**Available data**.
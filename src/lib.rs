/*!
# HL7v2 admission and discharge exchange over MLLP.

 This crate carries patient admissions (ADT^A01) and discharges (ADT^A03) from an intake system (the
 *source*) to a hospital information system (the *sink*), one TCP connection per event, framed with HL7's
 Minimal Lower Layer Protocol.

 - [`build_admission`]/[`build_discharge`] turn a [`PatientRecord`] into an [`AdtMessage`] with a fresh control id.
 - [`encode`]/[`decode`] convert between [`AdtMessage`] and the pipe-delimited HL7 text.
 - [`Session`] sends one message and waits for the [`Acknowledgment`] correlated to it.
 - [`Listener`] accepts connections, applies each message through a [`Router`] to a [`PatientDirectory`],
   and answers every message with an acknowledgment, including the ones it cannot read.
 - [`MllpCodec`] is the Tokio codec doing the framing underneath both.

 ## Example
 ### Source
 ```no_run
use chrono::NaiveDate;
use hl7_adt_link::{Config, PatientRecord};

#[tokio::main]
async fn main() -> Result<(), Box<dyn std::error::Error>> {
    let session = Config::from_env()?.session();

    let dob = NaiveDate::from_ymd_opt(1990, 5, 1).unwrap();
    let patient = PatientRecord::new(42, "Ivan", "Petrov", dob);
    let ack = session.admit(&patient).await?;
    println!("HIS answered {} for control id {}", ack.outcome, ack.control_id);

    Ok(())
}
```

 ### Sink
 ```no_run
use std::sync::Arc;
use hl7_adt_link::{Config, Listener, MemoryDirectory, Router, SnapshotBroadcaster};

#[tokio::main]
async fn main() -> Result<(), Box<dyn std::error::Error>> {
    let config = Config::from_env()?;
    let broadcaster = SnapshotBroadcaster::new(16);
    let router = Router::new(Arc::new(MemoryDirectory::new()), Arc::new(broadcaster.clone()));

    Listener::bind(config.listen_addr(), Arc::new(router), config.routing.reversed())
        .await?
        .run()
        .await;
    Ok(())
}
```
 */

pub mod ack;
pub mod builder;
pub mod codec;
pub mod config;
pub mod directory;
pub mod error;
pub mod listener;
pub mod mllp;
pub mod router;
pub mod segment;
pub mod session;

pub use crate::ack::{ack, decode_ack, encode_ack, Acknowledgment, Outcome};
pub use crate::builder::{build_admission, build_discharge, next_control_id, Routing};
pub use crate::codec::{decode, encode, peek_control_id, AdtBody, AdtMessage};
pub use crate::config::Config;
pub use crate::directory::{
    DirectoryObserver, MemoryDirectory, PatientDirectory, PatientId, PatientRecord,
    SnapshotBroadcaster,
};
pub use crate::error::{ConfigError, DecodeError, DirectoryError, DispatchError, TransportError};
pub use crate::listener::{ConnectionState, Handler, Listener};
pub use crate::mllp::MllpCodec;
pub use crate::router::{DirectoryMutation, Router};
pub use crate::segment::{EventSegment, MessageHeader, MessageType, PatientSegment};
pub use crate::session::{send_and_receive, Session};
use crate::logging::ErrorLog;
use crate::metrics::Metrics;
use crate::models::{DscpValue, PolicyRecord, StoreSettings};
use crate::services::policy_table::parse_policy_table;
use async_trait::async_trait;
use std::process::Stdio;
use std::sync::Arc;
use std::time::{Duration, Instant};
use thiserror::Error;
use tokio::process::Command;
use tokio::time::timeout;

/// Captured result of one external command
#[derive(Debug, Clone, Default, PartialEq, Eq)]
pub struct CommandOutput {
    pub exit_code: i32,
    pub stdout: String,
    pub stderr: String,
}

impl CommandOutput {
    pub fn success(&self) -> bool {
        self.exit_code == 0
    }
}

/// Errors that can occur while talking to the policy store
#[derive(Error, Debug)]
pub enum CommandError {
    #[error("Process error: {0}")]
    ProcessError(#[from] std::io::Error),

    #[error("Timeout after {0:?}")]
    Timeout(Duration),

    #[error("Command exited with code {exit_code}: {stderr}")]
    UnexpectedExit { exit_code: i32, stderr: String },

    #[error("Policy {0} was not found after creation")]
    VerificationFailed(String),
}

/// Executes one script against the policy store's shell.
///
/// This is the seam between reconciliation logic and the operating system;
/// tests substitute mocks or an in-memory store.
#[cfg_attr(test, mockall::automock)]
#[async_trait]
pub trait CommandRunner: Send + Sync {
    async fn run(&self, script: &str) -> Result<CommandOutput, CommandError>;
}

/// Runs scripts through PowerShell (`powershell.exe -NoProfile -Command <script>`)
#[derive(Debug, Clone)]
pub struct PowerShellRunner {
    shell: String,
    shell_args: Vec<String>,
    command_timeout: Option<Duration>,
}

impl PowerShellRunner {
    pub fn new(settings: &StoreSettings) -> Self {
        Self {
            shell: settings.shell.clone(),
            shell_args: settings.shell_args.clone(),
            command_timeout: settings.command_timeout_secs.map(Duration::from_secs),
        }
    }
}

#[async_trait]
impl CommandRunner for PowerShellRunner {
    async fn run(&self, script: &str) -> Result<CommandOutput, CommandError> {
        tracing::debug!("Executing: {} {:?} {}", self.shell, self.shell_args, script);

        let mut cmd = Command::new(&self.shell);
        cmd.args(&self.shell_args)
            .arg(script)
            .stdin(Stdio::null())
            .stdout(Stdio::piped())
            .stderr(Stdio::piped())
            .kill_on_drop(true);

        let child = cmd.spawn()?;

        // No timeout configured means the worker waits as long as the shell does
        let output = match self.command_timeout {
            Some(limit) => timeout(limit, child.wait_with_output())
                .await
                .map_err(|_| {
                    tracing::warn!("Policy command timed out after {:?}", limit);
                    CommandError::Timeout(limit)
                })??,
            None => child.wait_with_output().await?,
        };

        Ok(CommandOutput {
            exit_code: output.status.code().unwrap_or(-1),
            stdout: String::from_utf8_lossy(&output.stdout).into_owned(),
            stderr: String::from_utf8_lossy(&output.stderr).into_owned(),
        })
    }
}

/// Single-quote a value for PowerShell; embedded quotes are doubled.
pub fn quote(value: &str) -> String {
    format!("'{}'", value.replace('\'', "''"))
}

/// The store matches backslash-separated application paths.
pub fn normalize_app_path(path: &str) -> String {
    path.replace('/', "\\")
}

/// Delete-if-exists (errors suppressed) followed by create.
pub fn create_script(name: &str, app_path: &str, marking: DscpValue) -> String {
    format!(
        "Remove-NetQosPolicy -Name {name} -Confirm:$false -ErrorAction SilentlyContinue; \
         New-NetQosPolicy -Name {name} -AppPathNameMatchCondition {path} -IPProtocol Both -DSCPAction {marking}",
        name = quote(name),
        path = quote(&normalize_app_path(app_path)),
        marking = marking,
    )
}

pub fn query_script(name: &str) -> String {
    format!("Get-NetQosPolicy -Name {} | Format-List", quote(name))
}

pub fn list_script() -> String {
    "Get-NetQosPolicy | Format-Table Name, AppPathNameMatchCondition -AutoSize | Out-String -Width 4096"
        .to_string()
}

pub fn delete_script(name: &str) -> String {
    format!("Remove-NetQosPolicy -Name {} -Confirm:$false", quote(name))
}

/// Creates, queries and deletes QoS policies through a [`CommandRunner`].
///
/// No operation ever returns an error: every failure is traced, appended to the
/// error log and reported as `false` or an empty listing.
pub struct PolicyStoreAdapter<R: CommandRunner> {
    runner: R,
    error_log: Arc<ErrorLog>,
    metrics: Arc<Metrics>,
}

impl<R: CommandRunner> PolicyStoreAdapter<R> {
    pub fn new(runner: R, error_log: Arc<ErrorLog>, metrics: Arc<Metrics>) -> Self {
        Self {
            runner,
            error_log,
            metrics,
        }
    }

    async fn execute(&self, script: &str) -> Result<CommandOutput, CommandError> {
        let start = Instant::now();
        let result = self.runner.run(script).await;
        self.metrics.record_command(start.elapsed(), result.is_ok());
        result
    }

    fn report_failure(&self, operation: &str, error: &CommandError) {
        tracing::error!("{} failed: {}", operation, error);
        self.error_log.append(&format!("{} failed: {}", operation, error));
    }

    /// Replace any policy named `name` with one matching `app_path` and marking it
    /// with `marking`, then confirm the store knows the name.
    pub async fn create_or_replace(&self, name: &str, app_path: &str, marking: DscpValue) -> bool {
        let operation = format!("Setting QoS policy {}", name);

        match self.execute(&create_script(name, app_path, marking)).await {
            Ok(output) => {
                if !output.stderr.trim().is_empty() {
                    tracing::warn!("New-NetQosPolicy reported for {}: {}", name, output.stderr.trim());
                }
            }
            Err(e) => {
                self.report_failure(&operation, &e);
                return false;
            }
        }

        // The create command can fail silently on malformed input; trust only a fresh query
        match self.execute(&query_script(name)).await {
            Ok(output) if output.stdout.contains(name) => {
                tracing::info!("Policy {} active with DSCP {}", name, marking);
                true
            }
            Ok(_) => {
                self.report_failure(&operation, &CommandError::VerificationFailed(name.to_string()));
                false
            }
            Err(e) => {
                self.report_failure(&operation, &e);
                false
            }
        }
    }

    /// Delete the policy named `name`. True iff the store reports success.
    pub async fn remove(&self, name: &str) -> bool {
        let operation = format!("Removing QoS policy {}", name);

        match self.execute(&delete_script(name)).await {
            Ok(output) if output.success() => {
                tracing::info!("Policy {} removed", name);
                true
            }
            Ok(output) => {
                self.report_failure(
                    &operation,
                    &CommandError::UnexpectedExit {
                        exit_code: output.exit_code,
                        stderr: output.stderr.trim().to_string(),
                    },
                );
                false
            }
            Err(e) => {
                self.report_failure(&operation, &e);
                false
            }
        }
    }

    /// Every policy in the store, in store order.
    pub async fn list_all(&self) -> Vec<PolicyRecord> {
        let operation = "Listing QoS policies";

        match self.execute(&list_script()).await {
            Ok(output) if output.success() => {
                let records = parse_policy_table(&output.stdout);
                tracing::debug!("Store reports {} policies", records.len());
                records
            }
            Ok(output) => {
                self.report_failure(
                    operation,
                    &CommandError::UnexpectedExit {
                        exit_code: output.exit_code,
                        stderr: output.stderr.trim().to_string(),
                    },
                );
                Vec::new()
            }
            Err(e) => {
                self.report_failure(operation, &e);
                Vec::new()
            }
        }
    }
}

**Exercise details**. Your answer should be exactly the lines of the data above, from the first through the line containing "This crate carries".

**Answer for the task**.
filename src/lib.rs
/*!
# HL7v2 admission and discharge exchange over MLLP.

 This crate carries patient admissions (ADT^A01) and discharges (ADT^A03) from an intake system (the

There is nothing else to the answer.